Using Technology to Deepen Democracy, Using Democracy to Ensure Technology Benefits Us All

Friday, January 12, 2007

Dispatches from Libertopia

More than a few times now I have heard the story, perhaps merely legendary, that Eva Peron once began a speech with the invocation "We, the shirtless," lifting her arms to enfold the massive crowd below her, and that in the pregnant pause that followed the microphone amplified out to they, the shirtless, the snick, snick, snick, snick of diamond bracelets as they slid from her wrists to collide at her elbows.

On a completely different note, there's some must reading over on Tom Paine, an article entitled "Eat The Rich (Starting With Bill Gates)" -- a title that deserves our commendation, quite apart from the insights and goodly snark that follows. I'll quote some favorite moments, but encourage anybody who hasn't already read the piece to give it a looksee:
Conservative morality has enshrined the billionaire philanthropist as the ideal model of do-gooding. The Gilded Age robber barons who built our public libraries and universities are held up as the reason why we do not need government social welfare programs (or to continue funding those libraries): merely enforce private property rights and let Christian piety take care of the poor.

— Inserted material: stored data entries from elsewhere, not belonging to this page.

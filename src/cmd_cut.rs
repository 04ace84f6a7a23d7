//! # CMD cuts
//!
//! Overview
//! -----------------
//! End-to-end selection of stars in sheared strips of a colour-magnitude diagram.
//!
//! * [`magnitude_cut`] bins along magnitude. The strips cross the stellar branch and
//!   follow the reddening vector by default, so a star moved by differential
//!   extinction stays in its strip.
//! * [`color_cut`] bins along colour. The strips run along the branch (parallel to the
//!   ridge-line by default) and are anchored on a reference magnitude.
//!
//! Both pipelines
//! 1. build the [`ExtinctionVector`] of the catalog filters,
//! 2. fit a [`RidgeLineModel`] on an isochrone track or empirically on the catalog,
//! 3. resolve the [`ShearMode`] into one slope,
//! 4. [`partition`] the catalog.
//!
//! They return a [`CmdCut`], plain data meant to be consumed by a plotting layer.
use std::fmt;

use log::{debug, warn};

use crate::{
    catalog::Catalog,
    cmd_errors::CmdError,
    cmd_space::{CmdAxis, CmdPoint},
    constants::Magnitude,
    extinction::{ExtinctionParams, ExtinctionTable, ExtinctionVector, ShearMode},
    isochrone::IsochroneTrack,
    partition::{partition, AcrossTrack, BinningParams, Partition},
    ridge_line::{FitMode, RidgeFitParams, RidgeLineModel},
};

/// Default half width (mag of colour) of the across-track window of [`magnitude_cut`],
/// centred on the ridge-line colour of each bin.
pub const DEFAULT_COLOR_HALF_WIDTH: f64 = 0.5;
/// Default half width (mag of colour) of the colour range of [`color_cut`].
pub const DEFAULT_COLOR_HALF_RANGE: f64 = 1.0;
/// Margin (mag of colour) added to the colour range when selecting isochrone points
/// for [`color_cut`].
pub const ISOCHRONE_COLOR_MARGIN: f64 = 0.2;
/// Magnitude range of the giant branch sampled by [`color_cut`].
pub const COLOR_CUT_MAGNITUDE_RANGE: (Magnitude, Magnitude) = (22.0, 26.5);
/// Margin (mag) added to [`COLOR_CUT_MAGNITUDE_RANGE`] when selecting isochrone points
/// for [`color_cut`].
pub const ISOCHRONE_MAGNITUDE_MARGIN: f64 = 0.5;

/// Data the ridge-line is fitted on.
#[derive(Debug, Clone, Copy)]
pub enum RidgeInput<'t> {
    /// A model track, already restricted to the wanted evolutionary stages.
    Isochrone(&'t IsochroneTrack),
    /// The catalog itself, through a running statistic.
    Empirical,
}

/// Configuration of a CMD cut.
///
/// Fields
/// -----------------
/// * `ridge` – ridge-line fit configuration.
/// * `extinction` – filters, `A_V` and reddening arrow size.
/// * `shear` – orientation of the bounding lines.
/// * `range` – binning range; `None` uses `[22, 26]` mag for [`magnitude_cut`] and the
///   mean colour ± 1 for [`color_cut`].
/// * `step` – bin width.
/// * `across_track` – cross-axis window; `None` uses the ridge-line colour ± 0.5 at
///   each bin centre for [`magnitude_cut`] and no window for [`color_cut`].
/// * `reference_magnitude` – anchor magnitude of [`color_cut`]; `None` uses the mean
///   magnitude of the catalog.
#[derive(Debug, Clone, PartialEq)]
pub struct CmdCutParams {
    pub ridge: RidgeFitParams,
    pub extinction: ExtinctionParams,
    pub shear: ShearMode,
    pub range: Option<(f64, f64)>,
    pub step: f64,
    pub across_track: Option<AcrossTrack>,
    pub reference_magnitude: Option<Magnitude>,
}

impl Default for CmdCutParams {
    fn default() -> Self {
        CmdCutParams {
            ridge: RidgeFitParams::default(),
            extinction: ExtinctionParams::default(),
            shear: ShearMode::Reddening,
            range: None,
            step: 0.5,
            across_track: None,
            reference_magnitude: None,
        }
    }
}

impl CmdCutParams {
    pub fn builder() -> CmdCutParamsBuilder {
        CmdCutParamsBuilder::default()
    }

    /// Usual setup of [`color_cut`] on an isochrone: magnitude fitted on colour and
    /// strips parallel to the ridge-line.
    pub fn color_cut_defaults() -> Self {
        CmdCutParams {
            ridge: RidgeFitParams {
                mode: FitMode::MagnitudeOnColor,
                ..RidgeFitParams::default()
            },
            shear: ShearMode::ParallelToRidge,
            ..CmdCutParams::default()
        }
    }
}

#[derive(Debug, Clone, Default)]
pub struct CmdCutParamsBuilder {
    params: CmdCutParams,
}

impl CmdCutParamsBuilder {
    pub fn ridge(mut self, v: RidgeFitParams) -> Self {
        self.params.ridge = v;
        self
    }
    pub fn extinction(mut self, v: ExtinctionParams) -> Self {
        self.params.extinction = v;
        self
    }
    pub fn shear(mut self, v: ShearMode) -> Self {
        self.params.shear = v;
        self
    }
    pub fn range(mut self, low: f64, high: f64) -> Self {
        self.params.range = Some((low, high));
        self
    }
    pub fn step(mut self, v: f64) -> Self {
        self.params.step = v;
        self
    }
    pub fn across_track(mut self, v: AcrossTrack) -> Self {
        self.params.across_track = Some(v);
        self
    }
    pub fn reference_magnitude(mut self, v: Magnitude) -> Self {
        self.params.reference_magnitude = Some(v);
        self
    }

    /// Validate and produce the [`CmdCutParams`].
    ///
    /// Validation rules
    /// -----------------
    /// * `step > 0` and finite.
    /// * `range`, if given, finite with `low < high`.
    /// * `reference_magnitude`, if given, finite.
    pub fn build(self) -> Result<CmdCutParams, CmdError> {
        let p = &self.params;
        if !(p.step > 0.0 && p.step.is_finite()) {
            return Err(CmdError::InvalidParameter(format!(
                "step must be finite and > 0, got {}",
                p.step
            )));
        }
        if let Some((low, high)) = p.range {
            if !(low < high && low.is_finite() && high.is_finite()) {
                return Err(CmdError::InvalidParameter(format!(
                    "range must be finite with low < high, got ({low}, {high})"
                )));
            }
        }
        if p.reference_magnitude.is_some_and(|m| !m.is_finite()) {
            return Err(CmdError::InvalidParameter(
                "reference_magnitude must be finite".into(),
            ));
        }
        Ok(self.params)
    }
}

impl fmt::Display for CmdCutParams {
    fn fmt(&self, f: &mut fmt::Formatter<'_>) -> fmt::Result {
        if f.alternate() {
            const PARAM_COL: usize = 44;
            writeln!(f, "CMD Cut Parameters")?;
            writeln!(f, "------------------")?;

            macro_rules! line {
                ($fmt:expr, $val:expr, $comment:expr) => {{
                    let s = format!($fmt, $val);
                    let pad = if s.len() < PARAM_COL {
                        " ".repeat(PARAM_COL - s.len())
                    } else {
                        " ".to_string()
                    };
                    writeln!(f, "  {}{}# {}", s, pad, $comment)
                }};
            }

            writeln!(f, "[Ridge-line]")?;
            line!("mode             = {:?}", self.ridge.mode, "Axis pair of the fit")?;
            line!("color_window     = {:?}", self.ridge.color_window, "Colour box")?;
            line!("magnitude_window = {:?}", self.ridge.magnitude_window, "Magnitude box")?;
            line!("n_bins           = {}", self.ridge.n_bins, "Running bins (empirical)")?;
            line!("statistic        = {:?}", self.ridge.statistic, "Running statistic")?;

            writeln!(f, "\n[Extinction]")?;
            line!("filters          = {}", self.extinction.filters, "Colour / magnitude filters")?;
            line!("av               = {:.3}", self.extinction.av, "Foreground A_V")?;
            line!("arrow_av         = {:.2}", self.extinction.arrow_av, "A_V of the reddening arrow")?;

            writeln!(f, "\n[Binning]")?;
            line!("shear            = {:?}", self.shear, "Bounding-line orientation")?;
            line!("range            = {:?}", self.range, "Binning range (None = automatic)")?;
            line!("step             = {:.3}", self.step, "Bin width")?;
            line!("across_track     = {:?}", self.across_track, "Cross-axis window")?;
            line!(
                "reference_mag    = {:?}",
                self.reference_magnitude,
                "Anchor of the colour cut"
            )?;
            Ok(())
        } else {
            write!(
                f,
                "CmdCutParams(filters={}, av={:.2}, shear={:?}, range={:?}, step={:.2}, ridge={:?}/{})",
                self.extinction.filters,
                self.extinction.av,
                self.shear,
                self.range,
                self.step,
                self.ridge.mode,
                self.ridge.n_bins
            )
        }
    }
}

When the rich get super-rich, and they've bought all the gold-plated cocaine straws they can use, they'll start donating their excess bags of gold coins to the less fortunate....

The world's richest man, Bill Gates, with his wife, Melinda, runs the world's largest private foundation... The Gates' do-gooding... and [Warren] Buffet's gift [doubling the Foundation's assets]... cementing the image of the beneficent rich in our collective consciousness...

[But] where [does] all that money actually comes from...? Businesses that around the world are doing people harm as part of their daily work, including frequently causing the very problems Gates and his ilk claim to be interested in solving.

Remember, in order to qualify as a non-profit charity, the Gates Foundation is only legally required to give away 5 percent of its assets annually (that's still around 1.5 billion -- the $800 mil[lion] the Gates Foundation gives away every year as part of its Global Health Iniative alone is approximately equal to the entire budget of the U.N.'s World Health Organization). The rest of that money is plowed back into the capitalist system in order to make MORE money. And the capitalist system? It ain't pretty.